“The advent of freedom released a number of forces making for radical changes in the rural areas of India. The introduction of Universal suffrage is a revolutionary measure which has placed a powerful weapon in the hands of the traditionally underprivileged sections of our population, i.e., the village dwellers.
They have awakened from the deep sleep of prejudice, illiteracy and degeneration. With the addition of another great factor of national re-construction Panchayati Raj they have been inspired to develop themselves as healthy and self-supporting community.”
The Community Development Programme, which had its august inauguration in 1952 six years after the independence of our country— is a landmark in the history of the development of rural India and, at the same time, it is a dynamo of inspiration for our future village constructors and social reformers.
The scheme, in a nutshell, aims at providing “first increased employment and increased production by the application of latest methods of agriculture, including horticulture, animal husbandry, fisheries etc. and the establishment of subsidiary and cottage industries; secondly self-help and self-reliance and the possible extension of the principle of co-operation, and thirdly, the need for devoting a portion of the vast unutilized time and energy in the countryside for the benefit of the village community.”
There were in 1960, more than two thousand Community Development blocs each one consisting of a hundred villages and they were expected to serve about 194 million villagers all over the country. By now, virtually all of India’s 560,000 villages have come under the Community Development Programme. Huge administrative machinery, engaging hundreds of officials including the ‘Gram Sevak’ units at the base has been created. Villagers are beginning to be aware of the fact that there is a Governmental organization charged with the responsibility of rural development.
Our Indian villagers have been suffering from a chronic disease indebtedness which has been one of the major causes of their economic miseries. According to the Community Development Programme arrangements are made for giving loans to poor and deserving cultivators to be paid back conveniently by easy methods. This had a remarkably encouraging effect. The Indian cultivators, who from ages had been squeezed and exploited by moneylenders and zamindars, are now having a sigh of relief.

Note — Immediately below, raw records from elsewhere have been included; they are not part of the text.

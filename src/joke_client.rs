use std::time::Duration;

use async_trait::async_trait;
use serde::Deserialize;

use crate::errors::ToolError;

pub const DEFAULT_CHUCK_API_BASE_URL: &str = "https://api.chucknorris.io";
pub const OUTBOUND_TIMEOUT: Duration = Duration::from_secs(10);

#[async_trait]
pub trait JokeProvider: Send + Sync {
    async fn random_joke(&self, category: Option<&str>) -> Result<String, ToolError>;
    async fn categories(&self) -> Result<Vec<String>, ToolError>;
}

#[derive(Debug, Deserialize)]
struct RandomJoke {
    value: String,
}

/// Client for the public Chuck Norris joke API.
#[derive(Debug, Clone)]
pub struct ChuckNorrisClient {
    http_client: reqwest::Client,
    base_url: String,
}

impl ChuckNorrisClient {
    pub fn new(base_url: impl Into<String>) -> Result<Self, reqwest::Error> {
        let http_client = reqwest::Client::builder()
            .timeout(OUTBOUND_TIMEOUT)
            .build()?;

        Ok(Self {
            http_client,
            base_url: base_url.into().trim_end_matches('/').to_string(),
        })
    }
}

#[async_trait]
impl JokeProvider for ChuckNorrisClient {
    async fn random_joke(&self, category: Option<&str>) -> Result<String, ToolError> {
        let mut request = self
            .http_client
            .get(format!("{}/jokes/random", self.base_url));
        if let Some(category) = category {
            request = request.query(&[("category", category)]);
        }

        let joke = request
            .send()
            .await?
            .error_for_status()?
            .json::<RandomJoke>()
            .await?;
        Ok(joke.value)
    }

    async fn categories(&self) -> Result<Vec<String>, ToolError> {
        let categories = self
            .http_client
            .get(format!("{}/jokes/categories", self.base_url))
            .send()
            .await?
            .error_for_status()?
            .json::<Vec<String>>()
            .await?;
        Ok(categories)
    }
}
use std::sync::Arc;

use mcp_joke_server::{
    build_app,
    config::Config,
    domain::tools::build_registry,
    joke_client::{ChuckNorrisClient, DEFAULT_CHUCK_API_BASE_URL},
    logging, AppState,
};
use tracing::{info, warn};

#[tokio::main]
async fn main() -> Result<(), Box<dyn std::error::Error>> {
    logging::init_logging();

    let config = Config::from_env()?;

    let provider = Arc::new(ChuckNorrisClient::new(DEFAULT_CHUCK_API_BASE_URL)?);
    let registry = build_registry(provider)?;
    info!(tools = registry.len(), "tool registry ready");

    let bind_socket = config.bind_socket()?;
    let state = AppState::new(registry);
    let app = build_app(state);
    let listener = tokio::net::TcpListener::bind(bind_socket).await?;

    info!(
        bind_addr = %config.bind_addr,
        bind_port = config.bind_port,
        "server starting"
    );

    axum::serve(listener, app.into_make_service())
        .with_graceful_shutdown(shutdown_signal())
        .await?;

    info!("server stopped");
    Ok(())
}

async fn shutdown_signal() {
    match tokio::signal::ctrl_c().await {
        Ok(()) => info!("shutdown signal received"),
        Err(err) => {
            warn!(error = %err, "failed to install Ctrl+C handler");
            std::future::pending::<()>().await;
        }
    }
}
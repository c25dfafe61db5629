//! The central Model Context Protocol engine
//!
//! Decodes the JSON-RPC envelope, routes by `method` (`initialize`,
//! `notifications/initialized`, `tools/list`, `tools/call`) and folds every handler
//! outcome into a result or error envelope. Nothing raised by a tool escapes this
//! boundary.

use std::sync::Arc;

use serde_json::{Map, Value};
use tokio::task::JoinHandle;
use tracing::{error, info};

use crate::domain::{content::ToolResult, registry::ToolDefinition};
use crate::errors::{McpError, ToolError};
use crate::mcp::rpc::{
    CapabilityFlag, InitializeParams, InitializeResult, JsonRpcRequest, JsonRpcResponse,
    ListToolsResult, MethodResult, ServerCapabilities, ServerInfo,
};
use crate::AppState;

pub const SERVER_NAME: &str = env!("CARGO_PKG_NAME");
pub const SERVER_VERSION: &str = env!("CARGO_PKG_VERSION");

/// Dispatches a raw HTTP body. `None` means the request was a notification.
pub async fn handle_json_rpc_body(state: &AppState, body: &[u8]) -> Option<JsonRpcResponse> {
    match serde_json::from_slice::<Value>(body) {
        Ok(payload) => handle_json_rpc_value(state, payload).await,
        Err(_) => Some(JsonRpcResponse::failure(Value::Null, &McpError::Parse)),
    }
}

pub async fn handle_json_rpc_value(state: &AppState, payload: Value) -> Option<JsonRpcResponse> {
    if !payload.is_object() {
        return Some(JsonRpcResponse::failure(
            Value::Null,
            &McpError::InvalidRequest,
        ));
    }

    let request_id = payload.get("id").cloned().unwrap_or(Value::Null);
    let request = match serde_json::from_value::<JsonRpcRequest>(payload) {
        Ok(request) if !request.method.is_empty() => request,
        _ => {
            return Some(JsonRpcResponse::failure(
                request_id,
                &McpError::InvalidRequest,
            ))
        }
    };

    let method = request.method;
    let outcome = match method.as_str() {
        "initialize" => handle_initialize(request.params).map(MethodResult::Initialize),
        "notifications/initialized" => {
            info!(method = %method, outcome = "notification", "mcp request handled");
            return None;
        }
        "tools/list" => Ok(MethodResult::ListTools(ListToolsResult {
            tools: state.registry.list(),
        })),
        "tools/call" => handle_tools_call(state, request.params)
            .await
            .map(MethodResult::CallTool),
        _ => Err(McpError::MethodNotFound(method.clone())),
    };

    let response = JsonRpcResponse::from_outcome(request.id, outcome);
    info!(
        method = %method,
        outcome = if response.is_error() { "failure" } else { "success" },
        "mcp request handled"
    );

    Some(response)
}

pub fn handle_initialize(params: Option<Value>) -> Result<InitializeResult, McpError> {
    let params: InitializeParams =
        serde_json::from_value(params.unwrap_or_else(|| Value::Object(Map::new())))
            .map_err(|err| McpError::invalid_params(err.to_string()))?;

    info!(
        client = ?params.client_info,
        protocol_version = %params.protocol_version,
        "initializing session"
    );

    Ok(InitializeResult {
        protocol_version: params.protocol_version,
        server_info: ServerInfo {
            name: SERVER_NAME,
            version: SERVER_VERSION,
        },
        capabilities: ServerCapabilities {
            tool: CapabilityFlag { enabled: true },
            list_tools: CapabilityFlag { enabled: true },
            execute_tool: CapabilityFlag { enabled: true },
        },
    })
}

pub async fn handle_tools_call(
    state: &AppState,
    params: Option<Value>,
) -> Result<ToolResult, McpError> {
    let params = match params {
        None | Some(Value::Null) => Map::new(),
        Some(Value::Object(map)) => map,
        Some(_) => return Err(McpError::invalid_params("'params' must be an object")),
    };

    // A missing or non-string name can never match a registered tool.
    let tool = match params.get("name") {
        Some(Value::String(name)) => state
            .registry
            .get(name)
            .ok_or_else(|| McpError::ToolNotFound(name.clone()))?,
        other => {
            return Err(McpError::ToolNotFound(
                other.cloned().unwrap_or(Value::Null).to_string(),
            ))
        }
    };

    let arguments = match params.get("arguments") {
        None | Some(Value::Null) => Map::new(),
        Some(Value::Object(map)) => map.clone(),
        Some(_) => return Err(McpError::invalid_params("'arguments' must be an object")),
    };

    tool.parameters.validate(&arguments)?;
    invoke_tool(tool, arguments).await
}

/// Aborts the spawned tool task when the request future is dropped.
struct AbortOnDrop<T>(JoinHandle<T>);

impl<T> Drop for AbortOnDrop<T> {
    fn drop(&mut self) {
        self.0.abort();
    }
}

async fn invoke_tool(
    tool: &ToolDefinition,
    arguments: Map<String, Value>,
) -> Result<ToolResult, McpError> {
    let handler = Arc::clone(&tool.handler);
    let mut task = AbortOnDrop(tokio::spawn(
        async move { handler.invoke(arguments).await },
    ));

    match (&mut task.0).await {
        Ok(Ok(result)) => Ok(result),
        Ok(Err(err)) => {
            if !matches!(err, ToolError::InvalidArguments(_)) {
                error!(tool = %tool.name, error = %err, "tool execution failed");
            }
            Err(err.into())
        }
        Err(join_err) => {
            error!(tool = %tool.name, error = %join_err, "tool task did not complete");
            Err(McpError::internal(format!("tool '{}' panicked", tool.name)))
        }
    }
}
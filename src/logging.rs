use std::time::Instant;

use axum::{
    extract::Request,
    http::{header, StatusCode},
    middleware::Next,
    response::Response,
};
use tracing::{debug, info, info_span, Instrument};
use tracing_subscriber::{fmt, EnvFilter};

pub fn init_logging() {
    let filter = EnvFilter::try_from_default_env().unwrap_or_else(|_| EnvFilter::new("info"));
    fmt()
        .with_env_filter(filter)
        .with_target(false)
        .compact()
        .init();
}

/// Wraps each HTTP exchange in an `mcp_http` span so dispatcher events
/// (`mcp request handled`, tool failures) carry the verb and path.
pub async fn request_logging_middleware(request: Request, next: Next) -> Response {
    let span = info_span!(
        "mcp_http",
        verb = %request.method(),
        path = %request.uri().path(),
    );
    let started_at = Instant::now();

    let response = next.run(request).instrument(span.clone()).await;
    let status = response.status();
    let has_body = response.headers().contains_key(header::CONTENT_TYPE);

    span.in_scope(|| {
        if status == StatusCode::METHOD_NOT_ALLOWED {
            debug!("rejected non-POST verb on the MCP path");
        }

        info!(
            status = status.as_u16(),
            envelope = has_body,
            duration_ms = started_at.elapsed().as_millis(),
            "request summary"
        );
    });

    response
}
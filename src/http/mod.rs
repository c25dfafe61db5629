//! HTTP Transport layer for the Model Context Protocol
//!
//! Binds the JSON-RPC dispatcher to `POST /mcp` and rejects other verbs on that path.

pub mod handlers;
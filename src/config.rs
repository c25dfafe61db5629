use std::{env, net::SocketAddr};

use thiserror::Error;

pub const DEFAULT_PORT: u16 = 8000;
const BIND_ADDR: &str = "0.0.0.0";

#[derive(Debug, Clone)]
pub struct Config {
    pub bind_addr: String,
    pub bind_port: u16,
}

#[derive(Debug, Error)]
pub enum ConfigError {
    #[error("PORT must be a valid u16")]
    InvalidPort,
    #[error("invalid bind address or port")]
    InvalidSocket,
}

impl Config {
    pub fn from_env() -> Result<Self, ConfigError> {
        Self::from_port(env::var("PORT").ok())
    }

    pub fn from_port(port: Option<String>) -> Result<Self, ConfigError> {
        let bind_port = port
            .map(|value| value.trim().to_string())
            .filter(|value| !value.is_empty())
            .map(|value| value.parse::<u16>().map_err(|_| ConfigError::InvalidPort))
            .transpose()?
            .unwrap_or(DEFAULT_PORT);

        let config = Self {
            bind_addr: BIND_ADDR.to_string(),
            bind_port,
        };

        let _ = config.bind_socket()?;
        Ok(config)
    }

    pub fn bind_socket(&self) -> Result<SocketAddr, ConfigError> {
        format!("{}:{}", self.bind_addr, self.bind_port)
            .parse::<SocketAddr>()
            .map_err(|_| ConfigError::InvalidSocket)
    }
}
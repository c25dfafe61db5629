//! Model Context Protocol (MCP) dispatching over JSON-RPC
//!
//! `rpc` holds the envelopes and the error-code to HTTP-status table; `server` routes
//! requests to the initialize, list-tools and call-tool handlers.

pub mod rpc;
pub mod server;
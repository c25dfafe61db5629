//! Axum HTTP handlers for the web server

use axum::{
    body::Bytes,
    extract::State,
    http::StatusCode,
    response::{IntoResponse, Response},
};
use serde_json::Value;

use crate::errors::McpError;
use crate::mcp::rpc::JsonRpcResponse;
use crate::mcp::server::handle_json_rpc_body;
use crate::AppState;

pub const MCP_PATH: &str = "/mcp";
pub const MCP_PATH_TRAILING_SLASH: &str = "/mcp/";

pub async fn mcp_endpoint(State(state): State<AppState>, body: Bytes) -> Response {
    match handle_json_rpc_body(&state, &body).await {
        Some(response) => response.into_response(),
        None => StatusCode::OK.into_response(),
    }
}

pub async fn method_not_allowed() -> JsonRpcResponse {
    JsonRpcResponse::failure(Value::Null, &McpError::MethodNotAllowed)
}
use std::sync::Arc;

use axum::{middleware, routing::post, Router};

pub mod config;
pub mod domain;
pub mod errors;
pub mod http;
pub mod joke_client;
pub mod logging;
pub mod mcp;

use domain::registry::ToolRegistry;
use http::handlers::{MCP_PATH, MCP_PATH_TRAILING_SLASH};

#[derive(Clone)]
pub struct AppState {
    pub registry: Arc<ToolRegistry>,
}

impl AppState {
    pub fn new(registry: ToolRegistry) -> Self {
        Self {
            registry: Arc::new(registry),
        }
    }
}

pub fn build_app(state: AppState) -> Router {
    let mcp_routes = post(http::handlers::mcp_endpoint)
        .get(http::handlers::method_not_allowed)
        .delete(http::handlers::method_not_allowed);

    Router::new()
        .route(MCP_PATH, mcp_routes.clone())
        .route(MCP_PATH_TRAILING_SLASH, mcp_routes)
        .layer(middleware::from_fn(logging::request_logging_middleware))
        .with_state(state)
}
use braille_dots::{dot_key_to_unicode, Dot, DotKey, DotSet};
use braille_matcher::{MatchOutcome, MatchPolicy, PrefixMatcher};
use braille_mode::{Mode, Modifier, ModeState, ProcessResult};
use braille_unify::{Indicator, MultiCellEntry, UnifiedTables};
use tracing::warn;

use crate::aggregator::{ChordAggregator, TimerCommand};
use crate::config::EngineConfig;
use crate::host::{Emission, Host};
use crate::overlay::OverlayTracker;

/// Wires the chord aggregator, the two prefix matchers, the mode state
/// machine, and the overlay tracker into the ordering law of `spec.md`
/// §4.6. One instance per embedded editor — per §5, hosts multiplexing
/// several editors instantiate separate engines rather than share one.
pub struct Engine {
    config: EngineConfig,
    aggregator: ChordAggregator,
    tables: UnifiedTables,
    multi_cell: PrefixMatcher<MultiCellEntry>,
    indicator: PrefixMatcher<Indicator>,
    mode_state: ModeState,
    numeric_mode: bool,
    kana_bracket_open: bool,
    overlay: OverlayTracker,
    cursor_line: u32,
    cursor_col: u32,
}

impl Engine {
    /// Builds the engine over a compiled table set. `config.initial_mode`
    /// is accepted for interface symmetry with `spec.md` §6 but the mode
    /// state machine always starts at `grade1` per §3's lifecycle — a
    /// non-default initial mode is the host's responsibility to enter via
    /// its own indicator-equivalent action, since the core has no
    /// standalone "set mode" operation outside indicator processing.
    pub fn new(tables: UnifiedTables, config: EngineConfig) -> Self {
        let multi_cell = PrefixMatcher::new(MatchPolicy::Immediate, tables.multi_cell.clone());
        let indicator = PrefixMatcher::new(MatchPolicy::Deferred, tables.indicators.clone());
        let aggregator = ChordAggregator::new(config.chord_timeout);
        Self {
            config,
            aggregator,
            tables,
            multi_cell,
            indicator,
            mode_state: ModeState::new(),
            numeric_mode: false,
            kana_bracket_open: false,
            overlay: OverlayTracker::new(),
            cursor_line: 0,
            cursor_col: 0,
        }
    }

    pub fn config(&self) -> &EngineConfig {
        &self.config
    }

    pub fn overlay(&self) -> &OverlayTracker {
        &self.overlay
    }

    pub fn current_mode(&self) -> Mode {
        self.mode_state.current_mode()
    }

    /// Moves the driver's own column tracking to the start of a new line;
    /// the host calls this when its cursor moves to a new line for reasons
    /// outside dot input (arrow keys, mouse clicks).
    pub fn move_cursor(&mut self, line: u32, col: u32) {
        self.cursor_line = line;
        self.cursor_col = col;
    }

    /// Thin host command: flips the overlay visibility flag. Not part of
    /// the core contract (`spec.md` §6).
    pub fn toggle_overlay(&mut self) {
        self.config.show_braille_overlay = !self.config.show_braille_overlay;
    }

    /// Feeds one dot press through the chord aggregator, processing any
    /// chord(s) it closes. Returns the timer instruction the host's event
    /// loop must honor.
    pub fn dot_input(&mut self, dot: Dot, host: &mut dyn Host) -> Option<TimerCommand> {
        let outcome = self.aggregator.press(dot);
        for chord in outcome.chords {
            self.process_closed_chord(chord, host);
        }
        outcome.timer
    }

    /// Forces immediate emission of the pending chord.
    pub fn flush(&mut self, host: &mut dyn Host) -> Option<TimerCommand> {
        let outcome = self.aggregator.flush();
        for chord in outcome.chords {
            self.process_closed_chord(chord, host);
        }
        outcome.timer
    }

    /// Discards pending dot accumulation; no chord is emitted.
    pub fn cancel(&mut self) -> TimerCommand {
        self.aggregator.cancel()
    }

    pub fn set_chord_timeout(&mut self, timeout: std::time::Duration) {
        self.config.chord_timeout = timeout;
        self.aggregator.set_timeout(timeout);
    }

    /// Call when the host's quiescence timer fires.
    pub fn on_timer_fire(&mut self, host: &mut dyn Host) {
        if let Some(chord) = self.aggregator.on_timer_fire() {
            self.process_closed_chord(chord, host);
        }
    }

    /// Deactivation: flush matcher buffers, reset mode state, clear driver
    /// flags and the overlay (`spec.md` §3 lifecycles).
    pub fn deactivate(&mut self) {
        self.aggregator.cancel();
        self.multi_cell.reset();
        self.indicator.reset();
        self.mode_state.reset();
        self.numeric_mode = false;
        self.kana_bracket_open = false;
        self.overlay.clear();
    }

    fn process_closed_chord(&mut self, chord: DotSet, host: &mut dyn Host) {
        if chord.is_space() {
            self.process_space(host);
        } else {
            let key = DotKey::from_dot_set(&chord);
            self.offer_to_multi_cell(key, host);
        }
    }

    fn offer_to_multi_cell(&mut self, key: DotKey, host: &mut dyn Host) {
        let mode = self.mode_state.current_mode();
        let outcome = self.multi_cell.push(key, |entry: &MultiCellEntry| entry.mode == mode || entry.mode == Mode::Grade1);
        match outcome {
            MatchOutcome::Matched(entry) => self.emit_multi(&entry, host),
            MatchOutcome::MatchedWithLeftover(entry, leftover) => {
                self.emit_multi(&entry, host);
                self.offer_to_indicator(leftover, host);
            }
            MatchOutcome::Pending => {}
            MatchOutcome::None(buffer) => {
                for cell in buffer {
                    self.offer_to_indicator(cell, host);
                }
            }
        }
    }

    fn offer_to_indicator(&mut self, key: DotKey, host: &mut dyn Host) {
        let outcome = self.indicator.push(key, |_: &Indicator| true);
        match outcome {
            MatchOutcome::Matched(indicator) => self.apply_indicator(&indicator, host),
            MatchOutcome::MatchedWithLeftover(indicator, leftover) => {
                self.apply_indicator(&indicator, host);
                self.offer_to_single_cell(leftover, host);
            }
            MatchOutcome::Pending => {}
            MatchOutcome::None(buffer) => {
                for cell in buffer {
                    self.offer_to_single_cell(cell, host);
                }
            }
        }
    }

    fn apply_indicator(&mut self, indicator: &Indicator, host: &mut dyn Host) {
        let effect = indicator.effect();
        let result = self.mode_state.process_indicator(&effect);
        if let ProcessResult::ModeChanged(event) = &result {
            host.on_mode_change(event);
        }
        if effect.modifier == Some(Modifier::Numeric) {
            self.numeric_mode = true;
        }
    }

    fn offer_to_single_cell(&mut self, key: DotKey, host: &mut dyn Host) {
        let modifier = self.mode_state.consume_modifier();
        let is_kana_bracket = self.mode_state.current_mode() == Mode::Kana && key.as_str() == "36";

        let (mut print, via_numeric) = if is_kana_bracket {
            let text = if self.kana_bracket_open { "\u{300d}" } else { "\u{300c}" };
            self.kana_bracket_open = !self.kana_bracket_open;
            (text.to_string(), false)
        } else if self.numeric_mode || modifier == Some(Modifier::Numeric) {
            match self.tables.numeric.get(&key) {
                Some(mapping) => (mapping.print.clone(), true),
                None => (self.lookup_normal(&key), false),
            }
        } else {
            (self.lookup_normal(&key), false)
        };

        if !via_numeric {
            self.numeric_mode = false;
        }

        if modifier == Some(Modifier::Capital) {
            print = print.to_uppercase();
        }

        let dots_key = key.as_str().to_string();
        if let Err(err) = host.emit(Emission { print: &print, dots_key: &dots_key }) {
            warn!(?err, %dots_key, "host rejected single-cell emission");
        }
        self.overlay.record(self.cursor_line, self.cursor_col as usize, key);
        self.cursor_col += 1;

        if let Some(event) = self.mode_state.on_character_emitted() {
            host.on_mode_change(&event);
        }
    }

    fn lookup_normal(&self, key: &DotKey) -> String {
        if let Some(entry) = self.tables.single_cell.get(key) {
            if let Some(mapping) = entry.mappings.get(&self.mode_state.current_mode()) {
                return mapping.print.clone();
            }
            if let Some(mapping) = entry.mappings.get(&Mode::Grade1) {
                return mapping.print.clone();
            }
        }
        dot_key_to_unicode(key).to_string()
    }

    fn emit_multi(&mut self, entry: &MultiCellEntry, host: &mut dyn Host) {
        let dots_key = entry.dots_key.as_str().to_string();
        if let Err(err) = host.emit(Emission { print: &entry.print, dots_key: &dots_key }) {
            warn!(?err, %dots_key, "host rejected multi-cell emission");
        }
        self.overlay.record_multi(self.cursor_line, self.cursor_col as usize, entry.dots_key.clone());
        self.cursor_col += 1;
        self.numeric_mode = false;

        if let Some(event) = self.mode_state.on_character_emitted() {
            host.on_mode_change(&event);
        }
    }

    fn process_space(&mut self, host: &mut dyn Host) {
        let multi_leftover = self.multi_cell.flush_pending();
        for cell in multi_leftover {
            self.offer_to_indicator(cell, host);
        }
        let indicator_leftover = self.indicator.flush_pending();
        for cell in indicator_leftover {
            self.offer_to_single_cell(cell, host);
        }

        if let Err(err) = host.emit(Emission { print: " ", dots_key: "" }) {
            warn!(?err, "host rejected space emission");
        }
        self.overlay.record_space(self.cursor_line, self.cursor_col as usize);
        self.cursor_col += 1;

        if let Some(event) = self.mode_state.on_space() {
            host.on_mode_change(&event);
        }
        self.numeric_mode = false;
    }
}
/// A total order over single-cell roles, formalising the two ad-hoc rules
/// the source design used for conflict resolution (`spec.md` §4.2, §9):
/// paired punctuation beats a plain entry, and punctuation beats a
/// contraction-like entry. Resolved here as one ordering so a contested
/// dot key always has an unambiguous winner: `{open, close} > punctuation
/// > {groupsigns, wordsigns, contraction} > letter > numbers > other`.
#[derive(Debug, Clone, Copy, PartialEq, Eq, PartialOrd, Ord)]
pub enum RoleClass {
    Other,
    Numbers,
    Letter,
    Contraction,
    Punctuation,
    OpenClose,
}

impl RoleClass {
    /// Classifies a raw entry's `role` string into its priority class.
    pub fn classify(role: &str) -> Self {
        match role {
            "open" | "close" => Self::OpenClose,
            "punctuation" => Self::Punctuation,
            "groupsigns" | "wordsigns" | "contraction" => Self::Contraction,
            "letter" => Self::Letter,
            "numbers" => Self::Numbers,
            _ => Self::Other,
        }
    }
}

#[cfg(test)]
mod tests {
    use super::*;

    #[test]
    fn open_close_outranks_punctuation() {
        assert!(RoleClass::classify("open") > RoleClass::classify("punctuation"));
    }

    #[test]
    fn punctuation_outranks_contraction_like_roles() {
        assert!(RoleClass::classify("punctuation") > RoleClass::classify("groupsigns"));
        assert!(RoleClass::classify("punctuation") > RoleClass::classify("wordsigns"));
    }

    #[test]
    fn unknown_roles_rank_lowest() {
        assert!(RoleClass::classify("letter") > RoleClass::classify("something_else"));
    }
}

It is natural that economic well being leads to social well being. Being economically unworried and unburdened, they can now look to other avenues of their progress social, cultural and moral. Again, backward groups, like Harijans, who were throttled by the high caste ‘moneyed groups’, have been greatly benefited by the agricultural loan- giving system.
“The Development officials, in their understandable eagerness to achieve the set targets and to show quick results have been compelled to ignore the less tangible but more important aim of teaching the villagers to help themselves.” The peasants have to be taught that there are resources at their disposal—such as their own capacity for hard work, their skill, initiative and loyalty to the community and the region.
This objective can be realized only by proper local leadership. Panchayati Raj has already been introduced in a number of States, like Rajasthan, Andhra Pradesh, Tamil Nadu, Punjab and U.P.
“India’s villages have been changing for well over a hundred years. This fact has been obscured by the myths, which educated Indians, and foreigners have perpetrated about them. Since Independence, the Government has launched a vast programme of developing the country as a whole—and agriculture in particular.
The gigantic hydro-electric projects as well as the minor irrigation works, the development of transport facilities, the determined effort to industrialize, the country, the Community Development Programme and the policy of decentralization will ensure that in the not too-distant future India’s villages will change radically.”